TASK DIRECTIONS —
Below are the entries; count how many lines contain the word "PartialEq" and reply with that number alone.

[Stored data entries]
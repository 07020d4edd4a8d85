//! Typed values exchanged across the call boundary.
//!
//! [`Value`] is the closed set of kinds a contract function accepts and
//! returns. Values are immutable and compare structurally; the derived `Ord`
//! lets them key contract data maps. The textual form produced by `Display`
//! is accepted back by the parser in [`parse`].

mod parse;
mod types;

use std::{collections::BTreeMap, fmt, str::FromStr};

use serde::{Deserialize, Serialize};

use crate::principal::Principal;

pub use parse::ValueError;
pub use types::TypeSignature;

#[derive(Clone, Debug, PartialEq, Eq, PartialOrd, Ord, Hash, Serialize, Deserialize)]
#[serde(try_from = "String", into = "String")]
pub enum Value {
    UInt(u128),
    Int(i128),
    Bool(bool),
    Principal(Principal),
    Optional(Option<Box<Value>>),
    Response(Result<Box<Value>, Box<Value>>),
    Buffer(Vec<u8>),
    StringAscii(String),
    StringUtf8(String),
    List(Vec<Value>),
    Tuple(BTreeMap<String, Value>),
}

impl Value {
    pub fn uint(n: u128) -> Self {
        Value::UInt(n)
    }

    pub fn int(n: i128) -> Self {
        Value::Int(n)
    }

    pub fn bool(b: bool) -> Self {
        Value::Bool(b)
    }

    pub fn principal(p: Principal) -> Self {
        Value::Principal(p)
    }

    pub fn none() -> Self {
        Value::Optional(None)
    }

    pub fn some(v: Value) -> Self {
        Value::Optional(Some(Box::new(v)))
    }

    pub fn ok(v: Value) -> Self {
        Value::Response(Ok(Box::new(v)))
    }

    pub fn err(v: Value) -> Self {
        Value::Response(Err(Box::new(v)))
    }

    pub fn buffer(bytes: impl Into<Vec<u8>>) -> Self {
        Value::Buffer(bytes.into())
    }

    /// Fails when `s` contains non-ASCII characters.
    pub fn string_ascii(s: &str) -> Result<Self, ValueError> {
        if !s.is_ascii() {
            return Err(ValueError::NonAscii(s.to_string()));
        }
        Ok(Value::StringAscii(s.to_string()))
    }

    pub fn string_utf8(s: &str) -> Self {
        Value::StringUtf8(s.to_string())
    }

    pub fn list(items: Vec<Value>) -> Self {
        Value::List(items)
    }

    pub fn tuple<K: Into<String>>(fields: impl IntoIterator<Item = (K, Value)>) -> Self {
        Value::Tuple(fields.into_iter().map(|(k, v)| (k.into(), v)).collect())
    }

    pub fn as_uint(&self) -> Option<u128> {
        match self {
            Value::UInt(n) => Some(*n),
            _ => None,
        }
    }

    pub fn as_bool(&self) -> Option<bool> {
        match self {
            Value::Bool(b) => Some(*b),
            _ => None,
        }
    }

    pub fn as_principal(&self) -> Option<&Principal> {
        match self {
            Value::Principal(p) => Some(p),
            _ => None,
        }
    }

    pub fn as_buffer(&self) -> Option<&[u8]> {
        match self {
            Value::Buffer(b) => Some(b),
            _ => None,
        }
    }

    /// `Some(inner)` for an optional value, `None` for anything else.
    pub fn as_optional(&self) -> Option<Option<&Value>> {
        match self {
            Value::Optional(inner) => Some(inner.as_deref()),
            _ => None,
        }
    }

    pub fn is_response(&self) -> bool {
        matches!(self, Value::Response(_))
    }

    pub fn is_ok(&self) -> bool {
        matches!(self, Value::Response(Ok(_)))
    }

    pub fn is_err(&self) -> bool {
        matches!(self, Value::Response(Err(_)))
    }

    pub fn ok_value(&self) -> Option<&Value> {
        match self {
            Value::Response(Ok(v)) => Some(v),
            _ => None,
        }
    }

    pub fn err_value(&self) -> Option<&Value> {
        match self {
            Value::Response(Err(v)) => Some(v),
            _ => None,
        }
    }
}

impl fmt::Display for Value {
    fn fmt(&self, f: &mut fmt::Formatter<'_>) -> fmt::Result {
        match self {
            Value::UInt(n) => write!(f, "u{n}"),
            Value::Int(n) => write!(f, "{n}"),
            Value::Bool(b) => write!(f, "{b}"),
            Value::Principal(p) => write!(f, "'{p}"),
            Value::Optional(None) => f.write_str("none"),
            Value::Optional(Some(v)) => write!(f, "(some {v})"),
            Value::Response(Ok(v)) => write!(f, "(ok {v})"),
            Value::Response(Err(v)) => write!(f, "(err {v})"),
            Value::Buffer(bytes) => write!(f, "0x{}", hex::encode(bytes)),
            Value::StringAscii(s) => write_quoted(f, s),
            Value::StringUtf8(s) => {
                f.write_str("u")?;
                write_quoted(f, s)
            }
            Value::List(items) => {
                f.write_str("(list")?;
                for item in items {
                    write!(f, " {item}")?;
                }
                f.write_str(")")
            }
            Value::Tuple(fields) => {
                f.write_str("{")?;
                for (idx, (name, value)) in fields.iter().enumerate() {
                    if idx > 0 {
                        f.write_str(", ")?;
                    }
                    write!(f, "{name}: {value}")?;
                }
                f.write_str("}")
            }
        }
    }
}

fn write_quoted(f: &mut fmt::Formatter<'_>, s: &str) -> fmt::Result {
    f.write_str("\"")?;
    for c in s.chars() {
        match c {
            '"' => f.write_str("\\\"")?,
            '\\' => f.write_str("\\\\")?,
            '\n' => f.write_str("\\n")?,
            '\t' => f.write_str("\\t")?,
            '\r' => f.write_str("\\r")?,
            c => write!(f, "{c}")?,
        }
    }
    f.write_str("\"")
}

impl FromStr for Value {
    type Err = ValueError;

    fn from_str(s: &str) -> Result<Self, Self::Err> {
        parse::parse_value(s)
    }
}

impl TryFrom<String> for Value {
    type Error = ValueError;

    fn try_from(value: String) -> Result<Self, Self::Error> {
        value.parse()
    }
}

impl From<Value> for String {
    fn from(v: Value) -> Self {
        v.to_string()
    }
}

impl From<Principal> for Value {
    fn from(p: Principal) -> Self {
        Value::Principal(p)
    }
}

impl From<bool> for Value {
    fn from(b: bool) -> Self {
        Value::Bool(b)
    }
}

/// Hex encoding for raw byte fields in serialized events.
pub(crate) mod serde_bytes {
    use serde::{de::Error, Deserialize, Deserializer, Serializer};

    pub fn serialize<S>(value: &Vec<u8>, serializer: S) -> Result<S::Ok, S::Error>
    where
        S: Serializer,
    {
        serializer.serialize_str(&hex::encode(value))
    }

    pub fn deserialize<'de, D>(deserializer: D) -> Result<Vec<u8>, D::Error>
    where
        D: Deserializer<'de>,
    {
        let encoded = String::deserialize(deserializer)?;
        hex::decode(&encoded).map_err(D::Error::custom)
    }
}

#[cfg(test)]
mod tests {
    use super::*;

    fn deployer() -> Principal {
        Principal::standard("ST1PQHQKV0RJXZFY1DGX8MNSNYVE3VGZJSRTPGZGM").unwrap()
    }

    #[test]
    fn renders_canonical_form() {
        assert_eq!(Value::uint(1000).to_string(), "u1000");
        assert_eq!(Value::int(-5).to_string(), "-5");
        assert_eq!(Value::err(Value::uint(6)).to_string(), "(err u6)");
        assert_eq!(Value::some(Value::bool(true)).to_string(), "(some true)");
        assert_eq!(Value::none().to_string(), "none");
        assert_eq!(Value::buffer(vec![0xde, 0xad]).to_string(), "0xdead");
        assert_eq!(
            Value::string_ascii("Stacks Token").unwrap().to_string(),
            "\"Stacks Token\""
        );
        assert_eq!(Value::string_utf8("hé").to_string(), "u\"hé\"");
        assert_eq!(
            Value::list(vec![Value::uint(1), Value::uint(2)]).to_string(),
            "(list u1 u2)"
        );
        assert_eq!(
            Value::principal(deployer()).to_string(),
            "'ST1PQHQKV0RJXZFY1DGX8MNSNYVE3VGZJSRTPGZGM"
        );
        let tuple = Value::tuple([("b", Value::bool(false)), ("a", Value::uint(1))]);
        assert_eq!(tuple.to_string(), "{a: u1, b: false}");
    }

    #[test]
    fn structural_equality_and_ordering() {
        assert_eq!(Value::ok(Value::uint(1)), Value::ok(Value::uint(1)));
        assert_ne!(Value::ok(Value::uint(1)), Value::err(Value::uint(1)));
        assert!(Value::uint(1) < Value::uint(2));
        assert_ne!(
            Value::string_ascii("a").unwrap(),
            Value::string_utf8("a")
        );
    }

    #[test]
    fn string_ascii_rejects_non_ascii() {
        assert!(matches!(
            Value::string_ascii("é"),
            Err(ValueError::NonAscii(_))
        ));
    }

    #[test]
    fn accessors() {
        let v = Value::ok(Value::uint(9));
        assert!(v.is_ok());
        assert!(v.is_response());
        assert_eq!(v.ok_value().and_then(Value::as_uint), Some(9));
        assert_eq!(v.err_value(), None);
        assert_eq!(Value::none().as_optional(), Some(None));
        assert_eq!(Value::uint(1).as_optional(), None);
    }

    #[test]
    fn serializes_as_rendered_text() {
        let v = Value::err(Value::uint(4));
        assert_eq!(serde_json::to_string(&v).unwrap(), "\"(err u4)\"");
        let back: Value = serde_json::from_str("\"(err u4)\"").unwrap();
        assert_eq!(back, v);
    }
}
==
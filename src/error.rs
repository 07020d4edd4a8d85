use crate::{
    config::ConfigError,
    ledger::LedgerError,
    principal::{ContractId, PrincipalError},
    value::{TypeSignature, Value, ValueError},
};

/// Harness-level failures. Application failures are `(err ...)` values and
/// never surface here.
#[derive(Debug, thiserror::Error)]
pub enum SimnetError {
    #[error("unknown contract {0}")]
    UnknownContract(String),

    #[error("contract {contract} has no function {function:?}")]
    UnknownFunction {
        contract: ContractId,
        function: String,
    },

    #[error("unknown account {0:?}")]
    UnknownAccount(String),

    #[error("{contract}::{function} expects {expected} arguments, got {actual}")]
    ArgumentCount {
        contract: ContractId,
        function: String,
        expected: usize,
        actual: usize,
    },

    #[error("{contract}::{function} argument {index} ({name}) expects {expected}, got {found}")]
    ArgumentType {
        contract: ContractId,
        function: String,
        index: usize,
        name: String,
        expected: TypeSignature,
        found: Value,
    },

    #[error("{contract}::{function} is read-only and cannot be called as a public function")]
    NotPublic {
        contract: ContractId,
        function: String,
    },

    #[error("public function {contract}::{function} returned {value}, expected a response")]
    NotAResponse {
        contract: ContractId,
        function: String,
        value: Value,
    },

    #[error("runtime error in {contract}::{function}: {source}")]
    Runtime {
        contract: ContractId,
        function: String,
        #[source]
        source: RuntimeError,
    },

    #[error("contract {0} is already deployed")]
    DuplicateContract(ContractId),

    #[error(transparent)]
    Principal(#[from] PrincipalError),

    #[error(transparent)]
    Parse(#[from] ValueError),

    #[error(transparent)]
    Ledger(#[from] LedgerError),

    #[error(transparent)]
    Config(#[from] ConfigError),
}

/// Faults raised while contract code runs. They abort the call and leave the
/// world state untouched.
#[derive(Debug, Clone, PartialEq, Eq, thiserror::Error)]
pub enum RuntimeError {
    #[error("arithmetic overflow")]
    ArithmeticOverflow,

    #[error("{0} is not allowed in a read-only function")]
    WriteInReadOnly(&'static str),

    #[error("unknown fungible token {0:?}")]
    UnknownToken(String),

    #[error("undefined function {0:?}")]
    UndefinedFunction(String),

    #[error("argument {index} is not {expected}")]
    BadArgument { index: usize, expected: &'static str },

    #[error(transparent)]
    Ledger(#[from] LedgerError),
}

WRITTEN RESPONSE —
2